Khudi denotes self consciousness which ultimately leads to awareness of Khuda (i.e., takes one closer to Allah). The spiritual recognition of Allah’s presence is achieved through self consciousness. The Poet of the East, Allama Muhammad Iqbal, in his epic “Israr-e-Khudi wa Ramoz bekhudi” tried to introduce this notion through several episodes and events into the minds of readers. It is necessary to highlight the fact at this stage that Iqbal’s notion of Khudi is derived from ……….. If this self consciousness is a kind of self awareness or appraisal then it remains highly desirable but when it borders on egoistic assertion then it becomes undesirable because it is not only highly selfish but also denotes ingratitude towards Khuda. In contrast to this, Khudi is a human trait and is, in fact, the justification for creation of Adam. As Professor Naz Qadri maintains:

“My self awareness remains miles away from Egotism.”

Allama Jamil Mazahiri declares:

 “Man having drunk deep the wine of the self
survives by the illusion or else he would collapse under reality.”

There was a period when Arabic and Persian used to be the lingua franca without any religious overtones. These were the languages prevailing in the society of the day; as day to day transactions were carried out through them. Court proceedings were conducted in Persian. Hence, Allama Iqbal deemed Persian a befitting vehicle to communicate his ideas among masses. Inspired by the reformatory zeal to electrify the minds of the Muslims he compiled “Israr-e-Khudi wa Ramoz be Khudi” during (1910-1915).

Because of long spell of ruling; enjoying power and prosperity amidst luxury and grandeur; the Muslim had become infected by bacteria of sloth and indulgence. This community, in spite of remaining the ‘Best of Nations’ had rapidly gone down the slope forgetting its mission of ‘propagating noble deeds and condemning evil.’ To bring them back to awakening from sloth and slumber was not only necessary, but also imperative (as an obligatory duty).

Iqbal first deeply studied human psychology, the nature of divine glory and the call of the faith, and then began his   mission of giving clarion call to masses. He was able to spark their minds and created ripples of revival which instantly electrified their sensibilities. Since, it was a Persian dominated scenario, it was a suitable medium to carry his mission to masses of that time. Allama’s endeavours filled the nation with the quest for freedom and, at the same time, presented the ideals of Islamic conduct and character.
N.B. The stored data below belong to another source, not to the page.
/// Eligibility flag columns of a fund-year frame carrying the ratio columns.
///
/// Non-finite ratios (zero denominators) fail every band.
pub fn eligibility_columns(config: &UniverseConfig) -> [Expr; 3] {
    [
        col("net_assets")
            .gt(lit(config.net_assets_floor))
            .fill_null(lit(false))
            .alias("above_size_floor"),
        within("tna_ratio", config.consistency_band, false).alias("consistent_assets"),
        within("equity_ratio_fund", config.equity_band, true)
            .or(within("equity_ratio_reported", config.equity_band, true))
            .alias("equity_concentrated"),
    ]
}

fn fund_years_from_frame(df: &DataFrame) -> Result<Vec<FundYear>> {
    let float = |name: &str| f64_values_with_nan(df, PANEL, name);
    let flag = |name: &str| -> Result<Vec<bool>> {
        Ok(required(bool_values(df, PANEL, name)?, PANEL, name)?)
    };

    let fund_ids = required(i64_values(df, PANEL, "fund_id")?, PANEL, "fund_id")?;
    let years = required(i32_values(df, PANEL, "year")?, PANEL, "year")?;
    let net_assets = float("net_assets")?;
    let annual_return = float("annual_return")?;
    let reported_assets = float("reported_assets")?;
    let equity_value = float("equity_value")?;
    let tna_ratio = float("tna_ratio")?;
    let equity_ratio_fund = float("equity_ratio_fund")?;
    let equity_ratio_reported = float("equity_ratio_reported")?;
    let above_size_floor = flag("above_size_floor")?;
    let consistent_assets = flag("consistent_assets")?;
    let equity_concentrated = flag("equity_concentrated")?;

    Ok((0..df.height())
        .map(|i| FundYear {
            fund_id: fund_ids[i],
            year: years[i],
            net_assets: net_assets[i].unwrap_or(f64::NAN),
            annual_return: annual_return[i].unwrap_or(f64::NAN),
            reported_assets: reported_assets[i],
            equity_value: equity_value[i],
            tna_ratio: tna_ratio[i].unwrap_or(f64::NAN),
            equity_ratio_fund: equity_ratio_fund[i].unwrap_or(f64::NAN),
            equity_ratio_reported: equity_ratio_reported[i].unwrap_or(f64::NAN),
            eligibility: Eligibility {
                above_size_floor: above_size_floor[i],
                consistent_assets: consistent_assets[i],
                equity_concentrated: equity_concentrated[i],
            },
        })
        .collect())
}

/// Build the fund-year universe from resolved records.
pub fn build_panel(
    fund_records: &[ResolvedFundRecord],
    holdings_records: &[ResolvedHoldingsRecord],
    config: &UniverseConfig,
) -> Result<PanelBuild> {
    let returns = annualize_returns(fund_records)?;
    let (holdings, holdings_groups) = annualize_holdings(holdings_records)?;
    let returns_fund_years = returns.height();
    let holdings_fund_years = holdings.height();

    let flagged = returns
        .lazy()
        .join(
            holdings.lazy(),
            [col("fund_id"), col("year")],
            [col("fund_id"), col("year")],
            JoinArgs::new(JoinType::Inner),
        )
        .with_columns(ratio_columns())
        .with_columns(eligibility_columns(config))
        .sort(["year", "fund_id"], Default::default())
        .collect()?;

    let fund_years = fund_years_from_frame(&flagged)?;
    let stats = PanelStats {
        fund_months: fund_records.len(),
        returns_fund_years,
        holdings_groups,
        holdings_fund_years,
        merged: fund_years.len(),
    };
    info!(
        returns_fund_years = stats.returns_fund_years,
        holdings_fund_years = stats.holdings_fund_years,
        rows_out = stats.merged,
        "merged returns and holdings"
    );

    let funnel = FilterFunnel::from_frame(&flagged)?;
    let counts = funnel.overall;
    info!(
        rows_in = counts.merged,
        rows_out = counts.size_floor,
        floor = config.net_assets_floor,
        "net-assets floor"
    );
    info!(
        rows_in = counts.size_floor,
        rows_out = counts.consistency,
        "consistency band"
    );
    info!(
        rows_in = counts.consistency,
        rows_out = counts.equity,
        "equity-concentration band"
    );

    Ok(PanelBuild {
        fund_years,
        funnel,
        stats,
    })
}

#[cfg(test)]
mod tests {
    use super::*;
    use approx::assert_abs_diff_eq;
    use chrono::NaiveDate;
    use mfpanel_data::{FundId, FundRecord, HoldingsRecord};
    use rstest::rstest;

    fn month_end(year: i32, month: u32) -> NaiveDate {
        let (y, m) = if month == 12 {
            (year + 1, 1)
        } else {
            (year, month + 1)
        };
        NaiveDate::from_ymd_opt(y, m, 1).unwrap().pred_opt().unwrap()
    }

    fn fund_month(
        fund_id: FundId,
        share_class_id: i64,
        year: i32,
        month: u32,
        ret: Option<f64>,
        assets: Option<f64>,
    ) -> ResolvedFundRecord {
        ResolvedFundRecord {
            fund_id,
            record: FundRecord {
                share_class_id,
                date: month_end(year, month),
                monthly_return: ret,
                net_assets: assets,
                style_code: Some("Growth".to_string()),
                index_fund_flag: None,
            },
        }
    }

    fn report(
        fund_id: FundId,
        holder: i64,
        date: NaiveDate,
        assets: Option<f64>,
        equity: Option<f64>,
    ) -> ResolvedHoldingsRecord {
        ResolvedHoldingsRecord {
            fund_id,
            record: HoldingsRecord {
                holdings_fund_id: holder,
                report_date: date,
                reported_assets: assets,
                equity_value: equity,
            },
        }
    }

    fn full_year(
        fund_id: FundId,
        year: i32,
        ret: f64,
        assets: f64,
    ) -> Vec<ResolvedFundRecord> {
        (1..=12)
            .map(|m| fund_month(fund_id, fund_id * 10, year, m, Some(ret), Some(assets)))
            .collect()
    }

    fn floats(df: &DataFrame, name: &str) -> Vec<f64> {
        f64_values_with_nan(df, "test", name)
            .unwrap()
            .into_iter()
            .map(|v| v.unwrap_or(f64::NAN))
            .collect()
    }

    fn ratios(net: f64, reported: Option<f64>, equity: Option<f64>) -> [f64; 3] {
        let out = DataFrame::new(vec![
            Series::new("net_assets".into(), vec![net]).into(),
            Series::new("reported_assets".into(), vec![reported]).into(),
            Series::new("equity_value".into(), vec![equity]).into(),
        ])
        .unwrap()
        .lazy()
        .with_columns(ratio_columns())
        .collect()
        .unwrap();
        ["tna_ratio", "equity_ratio_fund", "equity_ratio_reported"].map(|c| floats(&out, c)[0])
    }

    #[test]
    fn test_annual_compounding() {
        let mut records = full_year(1, 2000, 0.01, 50.0);
        records.reverse();
        let annual = annualize_returns(&records).unwrap();
        assert_eq!(annual.height(), 1);
        let r = floats(&annual, "annual_return")[0];
        assert_abs_diff_eq!(r, 1.01f64.powi(12) - 1.0, epsilon = 1e-12);
        assert_abs_diff_eq!(r, 0.1268, epsilon = 1e-4);
        assert_eq!(floats(&annual, "net_assets"), vec![50.0]);
    }

    #[test]
    fn test_compounding_restarts_each_year() {
        let mut records = full_year(1, 2000, 0.01, 50.0);
        records.extend(full_year(1, 2001, -0.02, 40.0));
        records.extend(full_year(2, 2000, 0.0, 10.0));
        let annual = annualize_returns(&records).unwrap();

        assert_eq!(
            i64_values(&annual, "test", "fund_id").unwrap(),
            vec![Some(1), Some(1), Some(2)]
        );
        let returns = floats(&annual, "annual_return");
        assert_abs_diff_eq!(returns[0], 1.01f64.powi(12) - 1.0, epsilon = 1e-12);
        assert_abs_diff_eq!(returns[1], 0.98f64.powi(12) - 1.0, epsilon = 1e-12);
        assert_abs_diff_eq!(returns[2], 0.0, epsilon = 1e-12);
        assert_eq!(floats(&annual, "net_assets"), vec![50.0, 40.0, 10.0]);
    }

    #[test]
    fn test_share_classes_equal_weighted() {
        let mut records = Vec::new();
        for m in 1..=12 {
            records.push(fund_month(1, 10, 2001, m, Some(0.02), Some(30.0)));
            records.push(fund_month(1, 11, 2001, m, None, None));
        }
        let annual = annualize_returns(&records).unwrap();
        let r = floats(&annual, "annual_return")[0];
        assert_abs_diff_eq!(r, 1.01f64.powi(12) - 1.0, epsilon = 1e-12);
        assert_eq!(floats(&annual, "net_assets"), vec![30.0]);
    }

    #[test]
    fn test_year_without_december_dropped() {
        let records: Vec<_> = (1..=11)
            .map(|m| fund_month(1, 10, 2002, m, Some(0.01), Some(5.0)))
            .collect();
        assert_eq!(annualize_returns(&records).unwrap().height(), 0);
    }

    #[test]
    fn test_holdings_last_non_null_per_field() {
        let records = vec![
            report(1, 7, month_end(2000, 3), Some(500.0), Some(4000.0)),
            report(1, 8, month_end(2000, 3), Some(500.0), Some(1000.0)),
            report(1, 7, month_end(2000, 12), Some(0.0), Some(6000.0)),
        ];
        let (annual, groups) = annualize_holdings(&records).unwrap();
        assert_eq!(groups, 2);
        assert_eq!(annual.height(), 1);
        assert_eq!(floats(&annual, "reported_assets"), vec![500.0]);
        assert_eq!(floats(&annual, "equity_value"), vec![6000.0]);
    }

    #[rstest]
    #[case(100.0, None, 1.0)]
    #[case(100.0, Some(10_000.0), 1.0)]
    #[case(100.0, Some(5_000.0), 2.0)]
    fn test_tna_ratio(#[case] net: f64, #[case] reported: Option<f64>, #[case] expected: f64) {
        assert_abs_diff_eq!(ratios(net, reported, Some(1.0))[0], expected, epsilon = 1e-12);
    }

    #[test]
    fn test_equity_ratios_use_unit_scales() {
        // 90,000 thousand over 100 million, and over 10,000 * $10,000.
        let [_, fund, reported] = ratios(100.0, Some(10_000.0), Some(90_000.0));
        assert_abs_diff_eq!(fund, 0.9, epsilon = 1e-12);
        assert_abs_diff_eq!(reported, 0.9, epsilon = 1e-12);

        assert_eq!(ratios(100.0, None, Some(1.0))[2], 1.0);
        assert!(ratios(0.0, None, Some(1.0))[1].is_infinite());
        let [_, fund, reported] = ratios(100.0, Some(10_000.0), None);
        assert!(fund.is_nan());
        assert!(reported.is_nan());
    }

    #[rstest]
    #[case(1.0, 1.0, 1.0, 1.0, [false, true, true])]
    #[case(2.0, 0.5, 1.0, 1.0, [true, false, true])]
    #[case(2.0, 2.0, 1.0, 1.0, [true, false, true])]
    #[case(2.0, 1.9, 1.06, 0.8, [true, true, true])]
    #[case(2.0, 1.9, 1.05, 0.79, [true, true, true])]
    #[case(2.0, 1.9, 0.79, 1.06, [true, true, false])]
    #[case(2.0, f64::INFINITY, f64::NAN, f64::NAN, [true, false, false])]
    fn test_eligibility_bands(
        #[case] net: f64,
        #[case] tna: f64,
        #[case] eq_fund: f64,
        #[case] eq_reported: f64,
        #[case] expected: [bool; 3],
    ) {
        let out = DataFrame::new(vec![
            Series::new("net_assets".into(), vec![net]).into(),
            Series::new("tna_ratio".into(), vec![tna]).into(),
            Series::new("equity_ratio_fund".into(), vec![eq_fund]).into(),
            Series::new("equity_ratio_reported".into(), vec![eq_reported]).into(),
        ])
        .unwrap()
        .lazy()
        .with_columns(eligibility_columns(&UniverseConfig::default()))
        .collect()
        .unwrap();
        let flags = ["above_size_floor", "consistent_assets", "equity_concentrated"]
            .map(|c| bool_values(&out, "test", c).unwrap()[0]);
        assert_eq!(flags, expected.map(Some));
    }

    #[test]
    fn test_build_panel_inner_join_and_funnel() {
        let mut funds = Vec::new();
        // Eligible: 100m, reported 10,000 ($100m), equity 95,000 thousand.
        funds.extend(full_year(1, 2000, 0.01, 100.0));
        // Below the floor.
        funds.extend(full_year(2, 2000, 0.01, 0.5));
        // Inconsistent assets.
        funds.extend(full_year(3, 2000, 0.01, 100.0));
        // Returns only.
        funds.extend(full_year(4, 2000, 0.01, 100.0));

        let holdings = vec![
            report(1, 71, month_end(2000, 12), Some(10_000.0), Some(95_000.0)),
            report(2, 72, month_end(2000, 12), None, Some(475.0)),
            report(3, 73, month_end(2000, 12), Some(1_000.0), Some(95_000.0)),
            report(5, 75, month_end(2000, 12), Some(10_000.0), Some(95_000.0)),
        ];

        let build = build_panel(&funds, &holdings, &UniverseConfig::default()).unwrap();
        assert_eq!(build.stats.returns_fund_years, 4);
        assert_eq!(build.stats.holdings_fund_years, 4);
        assert_eq!(build.stats.merged, 3);
        assert_eq!(
            build.funnel.overall,
            FunnelCounts {
                merged: 3,
                size_floor: 2,
                consistency: 1,
                equity: 1,
            }
        );
        assert_eq!(build.funnel.by_year[&2000], build.funnel.overall);

        let eligible = build.eligible();
        assert_eq!(eligible.len(), 1);
        assert_eq!(eligible[0].fund_id, 1);
        assert_abs_diff_eq!(eligible[0].tna_ratio, 1.0, epsilon = 1e-12);
        assert_abs_diff_eq!(eligible[0].equity_ratio_fund, 0.95, epsilon = 1e-12);
    }

    #[test]
    fn test_funnel_is_monotone() {
        let mut funds = Vec::new();
        let mut holdings = Vec::new();
        for id in 1..=20 {
            let assets = id as f64 * 0.3;
            funds.extend(full_year(id, 2010, 0.005, assets));
            holdings.push(report(
                id,
                id + 100,
                month_end(2010, 9),
                Some(assets * 100.0 * (1.0 + (id % 4) as f64 * 0.4)),
                Some(assets * 1000.0 * (0.7 + (id % 5) as f64 * 0.1)),
            ));
        }
        let build = build_panel(&funds, &holdings, &UniverseConfig::default()).unwrap();
        let counts = build.funnel.overall.values();
        assert!(counts.windows(2).all(|w| w[1] <= w[0]));
        assert_eq!(build.eligible().len(), counts[3]);
    }
}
He very sincerely discharged his responsibility as an enlightened soul, as an inspired intellectual who was extremely sensitive to needs of the time. Very soon ‘the message of the self’ began spreading its fragrance in distant lands. It found its echo in a reprint in Iran in 1939.

In the changed circumstances, Persian has became an archaic tongue in our country (recognized with classical status) though its sweetness stirs the soul of those who drink deep from its cup. At the same, the nation finds itself heading towards doom in a fast deteriorating society. Indolence, ignorance among Muslims of the sub-continent, mismanagement and the feeling of inferiority complex among the youth demand that Iqbal’s message must be conveyed once again to revitalize people in the same way as was done in the half of the last century.

It was a tonic that restored them to mental and spiritual fitness. It became necessary to re-attire his message in the Urdu costume. It was not an easy task. It was not merely drawing a few lines here and there and asserts one’s intellectual grandeur. It, first of all, needed divine guidance and then a thorough proficiency in both the tongues – Persian as well as Urdu. Constraints imposed by the translation process and the art of rendering in a poetic form were too stupendous. Neither sacrificing the nuances and sensibilities of poetry nor the subtlety of Iqbal’s inspired message was an equally challenging task. It is indeed Allah’s great bounty that such uphill task could be accomplished.

May Allah bless Hadhrath Syed Ahmad Esar in that he has rendered that celebrated text in verse form in Urdu by incorporating all the subtleties and nuances of the language as well of poetic composition. The translation is quite faithful to the original and, at the same time, extremely conforming to requirements of poetic form. How far his pains have succeeded, and how well has he popularized the message of Iqbal and satisfied his soul, only a connoisseur would be able to judge and pass a verdict.

The book deserves, at least, sincere applause for daring to undertake an uphill task.